==== Task input ====
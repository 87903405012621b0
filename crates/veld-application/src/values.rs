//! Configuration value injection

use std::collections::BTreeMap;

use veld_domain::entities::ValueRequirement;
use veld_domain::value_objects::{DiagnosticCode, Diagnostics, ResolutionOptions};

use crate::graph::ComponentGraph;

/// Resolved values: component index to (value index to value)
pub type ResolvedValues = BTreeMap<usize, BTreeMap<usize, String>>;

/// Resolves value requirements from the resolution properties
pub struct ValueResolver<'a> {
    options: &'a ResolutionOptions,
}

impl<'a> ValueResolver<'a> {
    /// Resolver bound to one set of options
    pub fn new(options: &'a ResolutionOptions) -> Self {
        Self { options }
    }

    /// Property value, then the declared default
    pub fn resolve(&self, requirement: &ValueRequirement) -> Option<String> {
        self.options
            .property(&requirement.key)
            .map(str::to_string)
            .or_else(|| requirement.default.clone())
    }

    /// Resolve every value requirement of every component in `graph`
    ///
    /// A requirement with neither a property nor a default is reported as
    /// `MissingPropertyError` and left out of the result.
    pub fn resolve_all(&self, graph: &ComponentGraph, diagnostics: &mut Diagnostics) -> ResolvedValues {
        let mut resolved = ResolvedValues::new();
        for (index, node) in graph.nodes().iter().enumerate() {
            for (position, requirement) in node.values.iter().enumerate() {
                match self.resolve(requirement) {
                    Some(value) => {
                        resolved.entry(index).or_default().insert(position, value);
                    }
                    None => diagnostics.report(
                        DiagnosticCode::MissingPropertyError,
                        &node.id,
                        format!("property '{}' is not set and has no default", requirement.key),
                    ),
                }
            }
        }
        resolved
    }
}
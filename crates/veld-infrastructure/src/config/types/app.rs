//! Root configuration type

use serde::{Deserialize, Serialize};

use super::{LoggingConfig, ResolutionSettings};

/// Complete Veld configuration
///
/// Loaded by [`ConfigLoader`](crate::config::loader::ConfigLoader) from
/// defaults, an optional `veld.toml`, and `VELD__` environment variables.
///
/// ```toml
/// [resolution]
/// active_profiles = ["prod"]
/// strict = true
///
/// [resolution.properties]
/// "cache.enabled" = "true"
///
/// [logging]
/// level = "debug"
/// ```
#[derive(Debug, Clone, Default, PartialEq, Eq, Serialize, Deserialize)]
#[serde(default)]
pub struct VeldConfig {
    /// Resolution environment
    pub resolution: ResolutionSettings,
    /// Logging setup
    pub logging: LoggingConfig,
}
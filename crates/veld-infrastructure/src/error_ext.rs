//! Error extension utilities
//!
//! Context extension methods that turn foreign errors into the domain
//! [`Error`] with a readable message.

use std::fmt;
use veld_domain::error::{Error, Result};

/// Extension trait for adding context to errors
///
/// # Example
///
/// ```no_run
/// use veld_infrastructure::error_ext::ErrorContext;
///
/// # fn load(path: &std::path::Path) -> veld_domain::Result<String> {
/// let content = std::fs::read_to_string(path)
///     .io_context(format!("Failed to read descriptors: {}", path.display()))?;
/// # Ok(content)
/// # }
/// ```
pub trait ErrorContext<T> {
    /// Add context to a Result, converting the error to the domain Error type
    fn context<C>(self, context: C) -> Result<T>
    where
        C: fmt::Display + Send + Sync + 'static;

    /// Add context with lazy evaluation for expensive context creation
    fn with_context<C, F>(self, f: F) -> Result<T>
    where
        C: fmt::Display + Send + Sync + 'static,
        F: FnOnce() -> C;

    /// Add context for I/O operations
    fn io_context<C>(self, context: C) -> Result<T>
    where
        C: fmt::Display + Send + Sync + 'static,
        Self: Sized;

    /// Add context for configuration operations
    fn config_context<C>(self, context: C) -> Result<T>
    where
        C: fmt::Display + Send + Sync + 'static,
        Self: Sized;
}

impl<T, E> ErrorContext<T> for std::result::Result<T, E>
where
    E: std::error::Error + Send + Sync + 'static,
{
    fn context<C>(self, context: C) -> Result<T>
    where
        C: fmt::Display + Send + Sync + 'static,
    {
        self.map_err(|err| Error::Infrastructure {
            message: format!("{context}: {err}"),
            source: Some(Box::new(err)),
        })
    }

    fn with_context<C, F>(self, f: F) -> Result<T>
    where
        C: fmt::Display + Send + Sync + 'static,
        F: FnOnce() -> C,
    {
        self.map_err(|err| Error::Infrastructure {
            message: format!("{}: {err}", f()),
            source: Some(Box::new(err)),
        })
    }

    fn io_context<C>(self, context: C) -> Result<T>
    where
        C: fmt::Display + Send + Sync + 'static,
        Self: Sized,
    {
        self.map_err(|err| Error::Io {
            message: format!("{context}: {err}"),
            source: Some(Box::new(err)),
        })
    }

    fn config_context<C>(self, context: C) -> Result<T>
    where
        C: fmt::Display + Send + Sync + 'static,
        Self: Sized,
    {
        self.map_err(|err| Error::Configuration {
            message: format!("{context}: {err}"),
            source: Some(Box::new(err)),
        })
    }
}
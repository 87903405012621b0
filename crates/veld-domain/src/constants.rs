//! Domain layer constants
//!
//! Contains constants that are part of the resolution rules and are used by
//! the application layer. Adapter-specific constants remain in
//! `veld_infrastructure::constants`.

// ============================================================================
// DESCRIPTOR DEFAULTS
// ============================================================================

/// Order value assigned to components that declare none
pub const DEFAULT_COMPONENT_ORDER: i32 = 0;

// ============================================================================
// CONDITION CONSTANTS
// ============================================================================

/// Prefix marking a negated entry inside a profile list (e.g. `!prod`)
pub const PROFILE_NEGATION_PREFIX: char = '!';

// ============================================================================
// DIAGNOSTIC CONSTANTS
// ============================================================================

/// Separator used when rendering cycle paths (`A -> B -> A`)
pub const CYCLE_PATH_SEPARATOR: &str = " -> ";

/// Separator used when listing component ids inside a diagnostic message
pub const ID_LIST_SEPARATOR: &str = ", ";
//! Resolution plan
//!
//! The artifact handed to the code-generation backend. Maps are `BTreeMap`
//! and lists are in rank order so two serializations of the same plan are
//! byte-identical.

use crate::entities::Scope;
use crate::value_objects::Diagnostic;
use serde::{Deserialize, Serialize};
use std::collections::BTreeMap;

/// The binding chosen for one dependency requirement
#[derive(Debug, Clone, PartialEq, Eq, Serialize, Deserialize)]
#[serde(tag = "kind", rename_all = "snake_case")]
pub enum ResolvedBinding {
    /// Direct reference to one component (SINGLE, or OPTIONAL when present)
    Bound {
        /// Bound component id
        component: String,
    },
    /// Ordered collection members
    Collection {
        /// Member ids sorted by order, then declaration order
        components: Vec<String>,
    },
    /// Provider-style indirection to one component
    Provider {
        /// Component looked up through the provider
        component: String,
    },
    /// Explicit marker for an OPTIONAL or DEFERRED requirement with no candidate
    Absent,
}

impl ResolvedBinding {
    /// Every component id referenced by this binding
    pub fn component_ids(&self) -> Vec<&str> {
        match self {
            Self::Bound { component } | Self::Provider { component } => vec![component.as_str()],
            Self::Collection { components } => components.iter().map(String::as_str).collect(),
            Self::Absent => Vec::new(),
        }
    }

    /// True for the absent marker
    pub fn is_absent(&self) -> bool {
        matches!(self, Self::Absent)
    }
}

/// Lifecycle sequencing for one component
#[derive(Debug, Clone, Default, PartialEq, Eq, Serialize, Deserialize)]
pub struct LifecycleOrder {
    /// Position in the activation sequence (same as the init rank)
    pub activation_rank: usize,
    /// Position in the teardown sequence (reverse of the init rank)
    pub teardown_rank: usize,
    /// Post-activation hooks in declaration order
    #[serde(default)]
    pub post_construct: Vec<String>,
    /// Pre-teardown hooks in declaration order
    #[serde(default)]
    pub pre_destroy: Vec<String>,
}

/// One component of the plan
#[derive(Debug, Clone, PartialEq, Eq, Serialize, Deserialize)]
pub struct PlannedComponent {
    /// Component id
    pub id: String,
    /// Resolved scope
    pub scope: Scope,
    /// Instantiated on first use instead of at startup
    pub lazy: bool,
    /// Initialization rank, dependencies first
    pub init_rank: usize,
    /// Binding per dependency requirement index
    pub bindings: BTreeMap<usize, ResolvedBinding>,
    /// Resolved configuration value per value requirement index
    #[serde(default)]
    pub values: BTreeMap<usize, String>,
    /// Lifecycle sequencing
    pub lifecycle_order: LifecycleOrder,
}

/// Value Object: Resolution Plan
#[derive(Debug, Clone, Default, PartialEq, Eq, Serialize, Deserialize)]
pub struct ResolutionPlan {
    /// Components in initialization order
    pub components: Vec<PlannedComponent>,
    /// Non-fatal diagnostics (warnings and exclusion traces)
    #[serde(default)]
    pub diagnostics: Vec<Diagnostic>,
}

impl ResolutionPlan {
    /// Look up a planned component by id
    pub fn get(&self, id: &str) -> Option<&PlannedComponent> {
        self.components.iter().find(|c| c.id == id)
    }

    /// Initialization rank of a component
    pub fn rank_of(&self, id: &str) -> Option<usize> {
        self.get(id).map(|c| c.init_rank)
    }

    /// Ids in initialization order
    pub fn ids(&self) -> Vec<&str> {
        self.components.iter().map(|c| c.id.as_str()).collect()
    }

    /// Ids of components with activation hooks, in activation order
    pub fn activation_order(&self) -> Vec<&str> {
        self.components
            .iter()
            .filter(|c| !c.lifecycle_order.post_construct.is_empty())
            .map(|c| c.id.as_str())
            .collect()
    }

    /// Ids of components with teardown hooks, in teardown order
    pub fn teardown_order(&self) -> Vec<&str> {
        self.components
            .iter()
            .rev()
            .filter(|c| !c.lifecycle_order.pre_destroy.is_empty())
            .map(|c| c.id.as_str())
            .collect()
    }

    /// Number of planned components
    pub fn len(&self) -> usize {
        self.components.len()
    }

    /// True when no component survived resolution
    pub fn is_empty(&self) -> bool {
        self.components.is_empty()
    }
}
====
Exactly repeat the lines above, from the opening line through the one with "index to value)", and include nothing else.

# [Answer below]
repository 87903405012621b0
filename crates/veld-application/src/values.rs
//! Configuration value injection

use std::collections::BTreeMap;

use veld_domain::entities::ValueRequirement;
use veld_domain::value_objects::{DiagnosticCode, Diagnostics, ResolutionOptions};

use crate::graph::ComponentGraph;

/// Resolved values: component index to (value index to value)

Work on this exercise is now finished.